Did you know that eating your greens can actually help you age slower? It may sound like something your mother would tell you to get you to eat your broccoli, but it's a scientific fact.
Eating leafy greens helps to delay the natural shortening of telomeres, which are the protective tips on DNA that shorten with age. The cell dies when a telomere is completely destroyed. The more kale and broccoli florets you consume, the better!
But how can you get a hearty serving of green vegetables every day when you're juggling work, family, and personal responsibilities? for further information "Click"
What are the health advantages?
Every time leafy green vegetables are examined under the microscope, they reveal yet another amazing benefit of eating your greens every day.
A study published in 2021 concluded that eating one cup of leafy greens per day reduces your risk of heart disease. Eating one serving of leafy green vegetables per day has also been linked to slower cognitive decline and increased muscle strength.
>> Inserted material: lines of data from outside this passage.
#[cfg(test)]
mod tests {
    use std::sync::Arc;

    use k8s_openapi::api::core::v1::ConfigMap;
    use serde_json::Value;

    use super::*;
    use crate::{
        builders::{
            fixtures::{by_name, cluster, pgadmin},
            SHARED_CLUSTERS_KEY,
        },
        config::ImageDefaults,
        store::{memory::MemoryStore, MockObjectStore, ObjectStore},
    };

    const IMAGE: &str = "registry.example/pgadmin4:8.0";

    fn context(store: Arc<dyn ObjectStore>, image: Option<&str>) -> Context {
        Context {
            store,
            images: Arc::new(ImageDefaults {
                standalone_pgadmin: image.map(String::from),
            }),
            field_owner: "test-owner".into(),
        }
    }

    fn alpha() -> ObjectKey {
        ObjectKey::new("ns", "alpha")
    }

    fn seeded(groups: Vec<crate::resources::ServerGroup>) -> Arc<MemoryStore> {
        let store = Arc::new(MemoryStore::default());
        store.insert_pgadmin(pgadmin("alpha", groups));
        store.insert_cluster(cluster("db1", &[]));
        store.insert_cluster(cluster("db2", &[]));
        store
    }

    fn shared_clusters(store: &MemoryStore) -> Value {
        let key = ObjectKey::new("ns", "alpha-config");
        let Some(Dependent::Configuration(ConfigMap { data: Some(data), .. })) =
            store.dependent("ConfigMap", &key)
        else {
            panic!("configuration was not applied");
        };
        serde_json::from_str(&data[SHARED_CLUSTERS_KEY]).unwrap()
    }

    fn server_names(store: &MemoryStore) -> Vec<String> {
        shared_clusters(store)["Servers"]
            .as_object()
            .unwrap()
            .values()
            .map(|server| server["Name"].as_str().unwrap().to_string())
            .collect()
    }

    #[tokio::test]
    async fn missing_pgadmin_is_not_an_error() {
        let mut store = MockObjectStore::new();
        store
            .expect_get_pgadmin()
            .times(1)
            .returning(|_| Ok(None));
        store.expect_apply().never();
        store.expect_patch_status().never();

        let action = reconcile(&alpha(), &context(Arc::new(store), Some(IMAGE)))
            .await
            .unwrap();
        assert_eq!(action, Action::await_change());
    }

    #[tokio::test]
    async fn first_pass_applies_every_dependent_in_order() {
        let mut store = MockObjectStore::new();
        let mut sequence = mockall::Sequence::new();
        store
            .expect_get_pgadmin()
            .returning(|_| Ok(Some(pgadmin("alpha", vec![by_name("g", "db1")]))));
        store.expect_get_secret().returning(|_| Ok(None));
        store
            .expect_list_postgres_clusters()
            .returning(|_| Ok(vec![cluster("db1", &[])]));
        for kind in ["Secret", "ConfigMap", "PersistentVolumeClaim", "StatefulSet"] {
            store
                .expect_apply()
                .withf(move |dependent, owner| dependent.kind() == kind && owner == "test-owner")
                .times(1)
                .in_sequence(&mut sequence)
                .returning(|dependent, _| Ok(dependent));
        }
        store
            .expect_patch_status()
            .withf(|_, patch, _| patch["status"]["observedGeneration"] == 1)
            .times(1)
            .returning(|_, _, _| Ok(()));

        reconcile(&alpha(), &context(Arc::new(store), Some(IMAGE)))
            .await
            .unwrap();
    }

    #[tokio::test]
    async fn second_pass_is_a_no_op() {
        let store = seeded(vec![by_name("a", "db1"), by_name("b", "db2")]);
        let ctx = context(store.clone(), Some(IMAGE));

        reconcile(&alpha(), &ctx).await.unwrap();
        assert_eq!(store.dependent_count(), 4);
        assert_eq!(store.writes(), 4);
        assert_eq!(store.status_patches().len(), 1);

        reconcile(&alpha(), &ctx).await.unwrap();
        assert_eq!(store.writes(), 4);
        assert_eq!(store.status_patches().len(), 1);
        assert_eq!(store.pgadmin(&alpha()).status.unwrap().observed_generation, Some(1));
    }

    #[tokio::test]
    async fn password_survives_later_passes() {
        let store = seeded(vec![]);
        let ctx = context(store.clone(), Some(IMAGE));
        let secret = ObjectKey::new("ns", "alpha-secret");

        reconcile(&alpha(), &ctx).await.unwrap();
        let first = store.dependent("Secret", &secret);

        store.update_pgadmin(&alpha(), |p| p.spec.priority_class_name = Some("high".into()));
        reconcile(&alpha(), &ctx).await.unwrap();
        assert_eq!(store.dependent("Secret", &secret), first);
    }

    #[tokio::test]
    async fn conflicts_converge_on_a_later_pass() {
        let store = seeded(vec![by_name("a", "db1")]);
        let ctx = context(store.clone(), Some(IMAGE));
        store.conflict_on_apply(1);

        let error = reconcile(&alpha(), &ctx).await.unwrap_err();
        assert!(error.is_conflict());
        assert_eq!(store.dependent_count(), 0);
        let status = store.pgadmin(&alpha()).status.unwrap();
        assert_eq!(status.observed_generation, None);
        assert_eq!(status.condition(CONDITION_RECONCILED).unwrap().reason, "Conflict");

        reconcile(&alpha(), &ctx).await.unwrap();
        assert_eq!(store.dependent_count(), 4);
        let status = store.pgadmin(&alpha()).status.unwrap();
        assert_eq!(status.observed_generation, Some(1));
        assert_eq!(status.condition(CONDITION_RECONCILED).unwrap().status, "True");
    }

    #[tokio::test]
    async fn deleted_cluster_is_dropped_from_configuration() {
        let store = seeded(vec![by_name("a", "db1"), by_name("b", "db2")]);
        let ctx = context(store.clone(), Some(IMAGE));

        reconcile(&alpha(), &ctx).await.unwrap();
        assert_eq!(server_names(&store), ["db1", "db2"]);

        store.update_pgadmin(&alpha(), |p| {
            p.spec.priority_class_name = Some("high".into());
        });
        let db2 = store.delete_cluster(&ObjectKey::new("ns", "db2"));
        let pgadmins = [store.pgadmin(&alpha())];
        let mapped = crate::reconcilers::watch::pgadmins_for_cluster(&db2, &pgadmins);
        assert_eq!(mapped.len(), 1);
        assert_eq!(mapped[0].name, "alpha");
        assert_eq!(mapped[0].namespace.as_deref(), Some("ns"));

        reconcile(&alpha(), &ctx).await.unwrap();
        assert_eq!(server_names(&store), ["db1"]);
        assert_eq!(store.pgadmin(&alpha()).status.unwrap().observed_generation, Some(2));
    }

    #[tokio::test]
    async fn missing_image_fails_before_any_dependent() {
        let store = seeded(vec![by_name("a", "db1")]);
        let ctx = context(store.clone(), None);

        let error = reconcile(&alpha(), &ctx).await.unwrap_err();
        assert!(matches!(error, Error::MissingImage(_)));
        assert!(error.is_validation());
        assert_eq!(store.applies(), 0);

        let patches = store.status_patches();
        assert_eq!(patches.len(), 1);
        let status = store.pgadmin(&alpha()).status.unwrap();
        let condition = status.condition(CONDITION_RECONCILED).unwrap();
        assert_eq!(condition.status, "False");
        assert_eq!(condition.reason, "MissingImage");
        assert_eq!(status.observed_generation, None);
    }

    #[tokio::test]
    async fn failed_pass_keeps_previous_observed_generation() {
        let store = seeded(vec![by_name("a", "db1")]);
        reconcile(&alpha(), &context(store.clone(), Some(IMAGE)))
            .await
            .unwrap();

        store.update_pgadmin(&alpha(), |p| p.spec.image = Some(String::new()));
        let error = reconcile(&alpha(), &context(store.clone(), None))
            .await
            .unwrap_err();
        assert!(error.is_validation());
        assert_eq!(store.pgadmin(&alpha()).status.unwrap().observed_generation, Some(1));
    }

    #[tokio::test]
    async fn status_write_failure_fails_a_good_pass() {
        let store = seeded(vec![by_name("a", "db1")]);
        store.fail_status_patches(true);

        let error = reconcile(&alpha(), &context(store.clone(), Some(IMAGE)))
            .await
            .unwrap_err();
        assert!(matches!(error, Error::StatusWrite(_)));
        assert_eq!(store.dependent_count(), 4);
        assert!(store.pgadmin(&alpha()).status.is_none());
    }

    #[tokio::test]
    async fn pipeline_error_wins_over_status_write_failure() {
        let store = seeded(vec![]);
        store.fail_status_patches(true);

        let error = reconcile(&alpha(), &context(store.clone(), None))
            .await
            .unwrap_err();
        let Error::Unreported(cause) = &error else {
            panic!("expected an unreported failure, got {error:?}");
        };
        assert!(matches!(**cause, Error::MissingImage(_)));
        assert_eq!(error.reason(), "MissingImage");
        // Retried until the failure condition is written
        assert!(!error.is_validation());

        store.fail_status_patches(false);
        let error = reconcile(&alpha(), &context(store.clone(), None))
            .await
            .unwrap_err();
        assert!(matches!(error, Error::MissingImage(_)));
        let status = store.pgadmin(&alpha()).status.unwrap();
        assert_eq!(status.condition(CONDITION_RECONCILED).unwrap().reason, "MissingImage");
    }

    /// Bumps the stored PGAdmin right after every read, like a concurrent writer.
    struct ChangedAfterRead(Arc<MemoryStore>);

    #[async_trait]
    impl ObjectStore for ChangedAfterRead {
        async fn get_pgadmin(&self, key: &ObjectKey) -> Result<Option<crate::resources::PGAdmin>> {
            let pgadmin = self.0.get_pgadmin(key).await?;
            if pgadmin.is_some() {
                self.0.update_pgadmin(key, |p| p.spec.priority_class_name = Some("other".into()));
            }
            Ok(pgadmin)
        }

        async fn get_secret(&self, key: &ObjectKey) -> Result<Option<k8s_openapi::api::core::v1::Secret>> {
            self.0.get_secret(key).await
        }

        async fn list_postgres_clusters(
            &self,
            namespace: &str,
        ) -> Result<Vec<crate::resources::PostgresCluster>> {
            self.0.list_postgres_clusters(namespace).await
        }

        async fn apply(&self, dependent: Dependent, field_owner: &str) -> Result<Dependent> {
            self.0.apply(dependent, field_owner).await
        }

        async fn patch_status(&self, key: &ObjectKey, patch: &Value, field_owner: &str) -> Result<()> {
            self.0.patch_status(key, patch, field_owner).await
        }
    }

    #[tokio::test]
    async fn stale_status_is_not_written() {
        let store = seeded(vec![by_name("a", "db1")]);
        let racing = Arc::new(ChangedAfterRead(store.clone()));

        let error = reconcile(&alpha(), &context(racing, Some(IMAGE)))
            .await
            .unwrap_err();
        assert!(matches!(error, Error::StatusWrite(_)));
        assert!(error.is_conflict());

        let stored = store.pgadmin(&alpha());
        assert_eq!(stored.metadata.generation, Some(2));
        assert!(stored.status.is_none());
        assert_eq!(store.status_patches().len(), 1);
    }

    #[tokio::test]
    async fn invalid_groups_are_reported_in_status() {
        let store = seeded(vec![by_name("a", "db1"), by_name("a", "db2")]);

        let error = reconcile(&alpha(), &context(store.clone(), Some(IMAGE)))
            .await
            .unwrap_err();
        assert!(error.is_validation());
        assert_eq!(store.applies(), 0);
        let status = store.pgadmin(&alpha()).status.unwrap();
        assert_eq!(
            status.condition(CONDITION_RECONCILED).unwrap().reason,
            "InvalidSpec"
        );
    }
}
Add to that the fact that most leafy green vegetables are high in fiber, iron, magnesium, potassium, folate, and calcium, are high in vitamins A, C, E, and K, and contain very little sodium, cholesterol, or carbohydrates, and you can see why green vegetables should be a part of your diet.
What is fiber?
The structure of natural plants, such as fruits and vegetables, aids in food digestion. Fiber makes you feel fuller by gently cleaning out your colon and removing toxins and other waste from your system. It also feeds and nourishes beneficial bacteria, which work tirelessly to keep us healthy. Consider it like a kitchen sponge, moving and cleaning as it goes.
Any harm done by blending?
No, not in the same way that cooking vegetables does. When vegetables are heated, valuable vitamins are lost. This is one of the benefits of the smoothie: because you're using raw ingredients, all of the vitamin C will be absorbed directly into your system.
Will smoothies provide enough fiber?
A smoothie packed with leafy green veggies will help you increase your intake of good fiber, and the fact that it's green will contribute to its health benefits. Green vegetables are high in vitamins, minerals, and antioxidants, which aid in disease prevention. A smoothie fortified with milk or yogurt also contains potassium and calcium, which can help to strengthen bones and lower blood pressure, both of which can contribute to better heart health.
Best three green vegetables?
Kale. This type of cabbage has a lot going for it: it's high in beta-carotene and lutein, and it's the safest way to get vitamin A, which helps the health of your bones and liver, among other things. Kale is also high in vitamin K, which helps prevent bone fractures.
Spinach. It's high in fiber, antioxidants, and vitamin C and is nutrient dense. It's low in calories and beneficial to your eyes, hair, and skin.
Watercress. This often-overlooked vegetable, like the others, is high in antioxidants and beta-carotene, calcium, and vitamin K, and it has anti-inflammatory properties, which is great news for arthritis sufferers.